The 3D dose lattice can be generated with single or multiple arcs, with a dynamic Multileaf Collimator (MLC) gantry linear accelerator and/or non-coplanar focused beams to form a highly convergent dose distribution, such as the ones used for stereotactic radiosurgery (SRS) or stereotactic body radiotherapy (SBRT) [1-2, 9]. This makes LATTICE Radiotherapy a practically achievable alternative to traditional GRID therapy, which delivers a highly heterogeneous dose distribution, anticipated to trigger the bystander effect of radiation . With high dose regions strictly contained within the target volume, normal tissue toxicity is practically avoided providing an increased therapeutic ratio. This case report illustrates that it is technically feasible to create higher dose regions inside the tumor mass without increasing the risk of early toxicity using arc therapy and thereby resulting in a dramatic tumor response.
It should be noted that in the reported case, the LRT was administered concurrently with the conventional fractionation treatment and the higher dose delivered to the volume of interest was less than the high dose range of traditional SFGRT. Therefore, rather than a robust bystander effect, a cumulated bystander effect may have been elicited by LRT throughout the treatment.
It must be noted that, in the U.S., patients with IIB cervical cancer are generally treated with radiation alone. However, in this particular young patient, with a very large, irregular, cervical tumor mass, it was deemed that post-radiation hysterectomy with curative intent was needed to increase the probability of disease-free survival.
There are reports in the literature as the recent article by Huguet, et al.  that show that in bulky early-stage cervical carcinoma (>4 cm in diameter) there is an increased incidence of treatment failure using radiation alone. This has been also the experience of the Villejuif Institute , where patients did better when treated with radiation therapy combined with concurrent chemotherapy, followed by hysterectomy.
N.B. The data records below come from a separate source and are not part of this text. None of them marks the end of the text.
//! Property-based test generators using proptest.
//!
//! Provides strategies for generating random points and point sets that
//! satisfy the construction rules (non-empty id, coordinates in range).

use pointsync_protocol::{Point, PointId, PointSet, MAX_LATITUDE, MAX_LONGITUDE};
use proptest::prelude::*;

/// Strategy for generating point ids.
///
/// Ids are drawn from a small alphabet so that independently generated
/// sets overlap often.
pub fn point_id_strategy() -> impl Strategy<Value = PointId> {
    "[a-h][0-9]?".prop_map(PointId::from)
}

/// Strategy for generating point names.
pub fn point_name_strategy() -> impl Strategy<Value = String> {
    "[A-Za-z][A-Za-z0-9 '-]{0,23}"
}

/// Strategy for generating valid points.
pub fn point_strategy() -> impl Strategy<Value = Point> {
    (
        point_id_strategy(),
        point_name_strategy(),
        -MAX_LATITUDE..=MAX_LATITUDE,
        -MAX_LONGITUDE..=MAX_LONGITUDE,
    )
        .prop_map(|(id, name, lat, lng)| Point {
            id,
            name,
            lat,
            lng,
        })
}

/// Strategy for generating point sets of up to `max_len` points.
pub fn point_set_strategy(max_len: usize) -> impl Strategy<Value = PointSet> {
    prop::collection::vec(point_strategy(), 0..=max_len).prop_map(PointSet::from)
}

/// Strategy for generating a point set whose ids all start with `prefix`,
/// so sets built with different prefixes are disjoint.
pub fn prefixed_point_set_strategy(
    prefix: &'static str,
    max_len: usize,
) -> impl Strategy<Value = PointSet> {
    point_set_strategy(max_len).prop_map(move |set| {
        set.into_iter()
            .map(|point| Point {
                id: PointId::from(format!("{prefix}-{}", point.id)),
                ..point
            })
            .collect()
    })
}

/// Configuration for property tests.
#[derive(Debug, Clone)]
pub struct PropTestConfig {
    /// Number of test cases to run.
    pub cases: u32,
    /// Maximum shrink iterations.
    pub max_shrink_iters: u32,
}

impl Default for PropTestConfig {
    fn default() -> Self {
        Self {
            cases: 256,
            max_shrink_iters: 1000,
        }
    }
}

impl PropTestConfig {
    /// Creates a configuration for quick tests.
    #[must_use]
    pub fn quick() -> Self {
        Self {
            cases: 32,
            max_shrink_iters: 100,
        }
    }

    /// Creates a configuration for thorough tests.
    #[must_use]
    pub fn thorough() -> Self {
        Self {
            cases: 1024,
            max_shrink_iters: 10000,
        }
    }

    /// Converts to proptest config.
    #[must_use]
    pub fn to_proptest_config(&self) -> ProptestConfig {
        ProptestConfig {
            cases: self.cases,
            max_shrink_iters: self.max_shrink_iters,
            ..ProptestConfig::default()
        }
    }
}

#[cfg(test)]
mod tests {
    use super::*;

    proptest! {
        #![proptest_config(PropTestConfig::quick().to_proptest_config())]

        #[test]
        fn generated_points_are_valid(point in point_strategy()) {
            let rebuilt = Point::with_id(point.id.clone(), point.name.clone(), point.lat, point.lng);
            prop_assert_eq!(rebuilt, Ok(point));
        }

        #[test]
        fn generated_sets_respect_max_len(set in point_set_strategy(5)) {
            prop_assert!(set.len() <= 5);
        }

        #[test]
        fn prefixed_sets_are_disjoint(
            a in prefixed_point_set_strategy("a", 8),
            b in prefixed_point_set_strategy("b", 8),
        ) {
            for id in a.ids() {
                prop_assert!(!b.contains(id.as_str()));
            }
        }
    }
}
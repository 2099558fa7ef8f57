//! Sync command implementations.

use super::open_client;
use pointsync_engine::{
    SyncCycleResult, SyncListener, SyncScheduler, SyncStatus, SyncTrigger,
};
use pointsync_protocol::PointSet;
use std::path::Path;
use std::sync::Arc;
use std::time::Duration;
use tracing::info;

/// Runs one manual sync cycle.
pub async fn once(state_dir: &Path) -> Result<(), Box<dyn std::error::Error>> {
    let client = open_client(state_dir)?;
    let result = client.sync(SyncTrigger::Manual).await?;
    print_result(&client.server_url(), &result);
    Ok(())
}

/// Changes the server URL and syncs against it.
pub async fn set_url(state_dir: &Path, url: &str) -> Result<(), Box<dyn std::error::Error>> {
    let client = open_client(state_dir)?;
    let result = client.set_server_url(url).await;
    println!("Server URL set to {url}");
    print_result(url, &result?);
    Ok(())
}

/// Logs status changes and point count changes while watching.
struct LogListener;

impl SyncListener for LogListener {
    fn on_status(&self, status: SyncStatus) {
        if status != SyncStatus::Pending {
            info!(?status, "sync status");
        }
    }

    fn on_points_changed(&self, points: &PointSet) {
        info!(count = points.len(), "local points changed");
    }
}

/// Polls the server until Ctrl-C.
pub async fn watch(state_dir: &Path, interval: u64) -> Result<(), Box<dyn std::error::Error>> {
    let client = Arc::new(open_client(state_dir)?.with_listener(Arc::new(LogListener)));
    println!(
        "Watching {} every {interval}s, Ctrl-C to stop",
        client.server_url()
    );

    let scheduler = SyncScheduler::spawn(Arc::clone(&client), Duration::from_secs(interval.max(1)));
    tokio::signal::ctrl_c().await?;
    scheduler.shutdown().await;

    let stats = client.stats();
    println!(
        "Stopped after {} successful and {} failed cycles",
        stats.cycles_completed, stats.cycles_failed
    );
    Ok(())
}

fn print_result(url: &str, result: &SyncCycleResult) {
    println!(
        "Synced with {url}: {} pulled, {} pushed, {} on server, {} deletions sent ({:?})",
        result.pulled, result.pushed, result.remote_count, result.deletes_sent, result.duration
    );
}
A limitation of this approach is that this technique is not feasible with many currently available radiation therapy units. It requires daily monitoring with image guidance with a high degree of precision to prevent high doses being delivered to normal tissue structures.
Acute toxicity was very limited and not more than what is usually experienced in similar cases.
In this preliminary experience with a single case, LATTICE Radiotherapy using RapidArcTM, appears to be an effective approach for the treatment of bulky gynecological tumors. Further prospective clinical trials need to be developed in order to test this hypothesis.